Activity: Pull each line holding the word "Option" from the data.

Material provided:
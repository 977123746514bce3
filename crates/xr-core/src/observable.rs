use std::cell::{Cell, RefCell};
use std::fmt;
use std::rc::Rc;

#[derive(Clone, Copy, Debug, PartialEq, Eq, Hash)]
pub struct ObserverHandle(u64);

type Callback<T> = Rc<RefCell<dyn FnMut(&T)>>;

struct Entry<T: 'static> {
    id: u64,
    once: bool,
    callback: Callback<T>,
}

struct Inner<T: 'static> {
    next_id: Cell<u64>,
    entries: RefCell<Vec<Entry<T>>>,
}

pub struct Observable<T: 'static> {
    inner: Rc<Inner<T>>,
}

impl<T: 'static> Clone for Observable<T> {
    fn clone(&self) -> Self {
        Self {
            inner: self.inner.clone(),
        }
    }
}

impl<T: 'static> Default for Observable<T> {
    fn default() -> Self {
        Self::new()
    }
}

impl<T: 'static> fmt::Debug for Observable<T> {
    fn fmt(&self, f: &mut fmt::Formatter<'_>) -> fmt::Result {
        f.debug_struct("Observable")
            .field("observers", &self.len())
            .finish()
    }
}

impl<T: 'static> Observable<T> {
    pub fn new() -> Self {
        Self {
            inner: Rc::new(Inner {
                next_id: Cell::new(0),
                entries: RefCell::new(Vec::new()),
            }),
        }
    }

    pub fn add(&self, callback: impl FnMut(&T) + 'static) -> ObserverHandle {
        self.push(callback, false)
    }

    /// Register a callback that is removed after its first call.
    pub fn add_once(&self, callback: impl FnMut(&T) + 'static) -> ObserverHandle {
        self.push(callback, true)
    }

    fn push(&self, callback: impl FnMut(&T) + 'static, once: bool) -> ObserverHandle {
        let id = self.inner.next_id.get();
        self.inner.next_id.set(id + 1);
        let callback: Callback<T> = Rc::new(RefCell::new(callback));
        self.inner
            .entries
            .borrow_mut()
            .push(Entry { id, once, callback });
        ObserverHandle(id)
    }

    /// Returns `false` when the handle was already removed.
    pub fn remove(&self, handle: ObserverHandle) -> bool {
        let mut entries = self.inner.entries.borrow_mut();
        let before = entries.len();
        entries.retain(|e| e.id != handle.0);
        entries.len() != before
    }

    pub fn clear(&self) {
        self.inner.entries.borrow_mut().clear();
    }

    /// Observers added or removed during a notification take effect from the
    /// next one. Returns the number of observers called.
    pub fn notify(&self, value: &T) -> usize {
        let snapshot: Vec<(u64, bool, Callback<T>)> = self
            .inner
            .entries
            .borrow()
            .iter()
            .map(|e| (e.id, e.once, e.callback.clone()))
            .collect();
        let mut called = 0;
        for (id, once, callback) in snapshot {
            if once {
                self.remove(ObserverHandle(id));
            }
            // a callback re-entering its own observable is skipped
            if let Ok(mut cb) = callback.try_borrow_mut() {
                (&mut *cb)(value);
                called += 1;
            }
        }
        called
    }

    pub fn len(&self) -> usize {
        self.inner.entries.borrow().len()
    }

    pub fn is_empty(&self) -> bool {
        self.len() == 0
    }

    pub fn has_observers(&self) -> bool {
        !self.is_empty()
    }
}
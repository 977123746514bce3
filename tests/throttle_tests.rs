// Host-side tests for the inspector refresh throttle.
// The main crate is wasm-only, so we include the pure-Rust modules directly.

#![allow(dead_code)]
mod throttle {
    include!("../src/throttle.rs");
}

use instant::{Duration, Instant};
use throttle::Throttle;

#[test]
fn first_call_passes_then_waits_for_period() {
    let mut t = Throttle::from_millis(250);
    let t0 = Instant::now();
    assert!(t.ready(t0));
    assert!(!t.ready(t0 + Duration::from_millis(100)));
    assert!(!t.ready(t0 + Duration::from_millis(249)));
    assert!(t.ready(t0 + Duration::from_millis(250)));
    assert!(!t.ready(t0 + Duration::from_millis(300)));
    assert!(t.ready(t0 + Duration::from_millis(600)));
}

#[test]
fn reset_lets_next_call_through() {
    let mut t = Throttle::new(Duration::from_secs(10));
    let t0 = Instant::now();
    assert!(t.ready(t0));
    assert!(!t.ready(t0));
    t.reset();
    assert!(t.ready(t0));
}
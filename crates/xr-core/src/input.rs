use crate::button::ButtonState;
use crate::controller::{ControllerId, InputSource};
use crate::error::{XrError, XrResult};
use crate::hand::Handedness;
use crate::observable::Observable;
use fnv::FnvHashMap;
use glam::Vec3;

/// Per-frame reading of one input source, produced by the platform layer.
#[derive(Clone, Debug, Default)]
pub struct InputFrame {
    /// `None` until the runtime exposes a gamepad for the source.
    pub buttons: Option<Vec<ButtonState>>,
    pub pointer: Option<Vec3>,
    pub grip: Option<Vec3>,
}

/// Motion controllers initialise on the first frame that carries a gamepad.
#[derive(Debug, Default)]
pub struct XrInput {
    sources: FnvHashMap<ControllerId, InputSource>,
    next_id: u32,
    pub on_controller_added: Observable<InputSource>,
    pub on_controller_removed: Observable<InputSource>,
}

impl XrInput {
    pub fn new() -> Self {
        Self::default()
    }

    pub fn add_controller(&mut self, handedness: &str, profiles: Vec<String>) -> ControllerId {
        let id = ControllerId(self.next_id);
        self.next_id += 1;
        let source = InputSource::new(id, Handedness::from_tag(handedness), profiles);
        log::info!(
            "[input] controller {} added: handedness={} profiles={:?}",
            id,
            handedness,
            source.profiles
        );
        self.on_controller_added.notify(&source);
        self.sources.insert(id, source);
        id
    }

    pub fn remove_controller(&mut self, id: ControllerId) -> XrResult<()> {
        let source = self
            .sources
            .remove(&id)
            .ok_or(XrError::UnknownController(id))?;
        log::info!("[input] controller {} removed", id);
        self.on_controller_removed.notify(&source);
        Ok(())
    }

    pub fn update(&mut self, id: ControllerId, frame: &InputFrame) -> XrResult<()> {
        let source = self
            .sources
            .get_mut(&id)
            .ok_or(XrError::UnknownController(id))?;
        if frame.pointer.is_some() {
            source.pointer = frame.pointer;
        }
        if frame.grip.is_some() {
            source.grip = frame.grip;
        }
        if let Some(buttons) = &frame.buttons {
            source.init_motion_controller();
            if let Some(mc) = source.motion_controller_mut() {
                mc.update_from_gamepad(buttons);
            }
        }
        Ok(())
    }

    pub fn get(&self, id: ControllerId) -> Option<&InputSource> {
        self.sources.get(&id)
    }

    pub fn pointer_position(&self, id: ControllerId) -> Option<Vec3> {
        self.sources.get(&id).and_then(|s| s.pointer)
    }

    pub fn ids(&self) -> Vec<ControllerId> {
        let mut ids: Vec<_> = self.sources.keys().copied().collect();
        ids.sort();
        ids
    }

    pub fn len(&self) -> usize {
        self.sources.len()
    }

    pub fn is_empty(&self) -> bool {
        self.sources.is_empty()
    }

    /// Remove every controller, notifying `on_controller_removed` for each.
    pub fn clear(&mut self) {
        for id in self.ids() {
            _ = self.remove_controller(id);
        }
    }
}

#[cfg(test)]
mod tests {
    use super::*;
    use std::cell::RefCell;
    use std::rc::Rc;

    #[test]
    fn added_and_removed_are_announced() {
        let mut input = XrInput::new();
        let added = Rc::new(RefCell::new(Vec::new()));
        let removed = Rc::new(RefCell::new(Vec::new()));
        let a = added.clone();
        let r = removed.clone();
        input
            .on_controller_added
            .add(move |s| a.borrow_mut().push((s.id, s.handedness)));
        input.on_controller_removed.add(move |s| r.borrow_mut().push(s.id));

        let left = input.add_controller("left", vec![]);
        let right = input.add_controller("right", vec![]);
        assert_eq!(
            *added.borrow(),
            vec![(left, Handedness::Left), (right, Handedness::Right)]
        );
        input.remove_controller(left).unwrap();
        assert_eq!(*removed.borrow(), vec![left]);
        assert_eq!(
            input.remove_controller(left),
            Err(XrError::UnknownController(left))
        );
        assert_eq!(input.ids(), vec![right]);
    }

    #[test]
    fn motion_controller_waits_for_gamepad() {
        let mut input = XrInput::new();
        let id = input.add_controller("left", vec!["oculus-touch".into()]);
        input
            .update(
                id,
                &InputFrame {
                    pointer: Some(Vec3::new(0.1, 1.2, -0.3)),
                    ..Default::default()
                },
            )
            .unwrap();
        assert!(input.get(id).unwrap().motion_controller().is_none());
        assert_eq!(input.pointer_position(id), Some(Vec3::new(0.1, 1.2, -0.3)));

        input
            .update(
                id,
                &InputFrame {
                    buttons: Some(vec![ButtonState::RELEASED; 7]),
                    ..Default::default()
                },
            )
            .unwrap();
        assert!(input.get(id).unwrap().motion_controller().is_some());
        // a frame without a pose keeps the last known pointer
        assert_eq!(input.pointer_position(id), Some(Vec3::new(0.1, 1.2, -0.3)));
    }

    #[test]
    fn updating_unknown_controller_fails() {
        let mut input = XrInput::new();
        assert!(input
            .update(ControllerId(9), &InputFrame::default())
            .is_err());
    }
}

Output:
    pub buttons: Option<Vec<ButtonState>>,
    pub pointer: Option<Vec3>,
    pub grip: Option<Vec3>,
    pub fn get(&self, id: ControllerId) -> Option<&InputSource> {
    pub fn pointer_position(&self, id: ControllerId) -> Option<Vec3> {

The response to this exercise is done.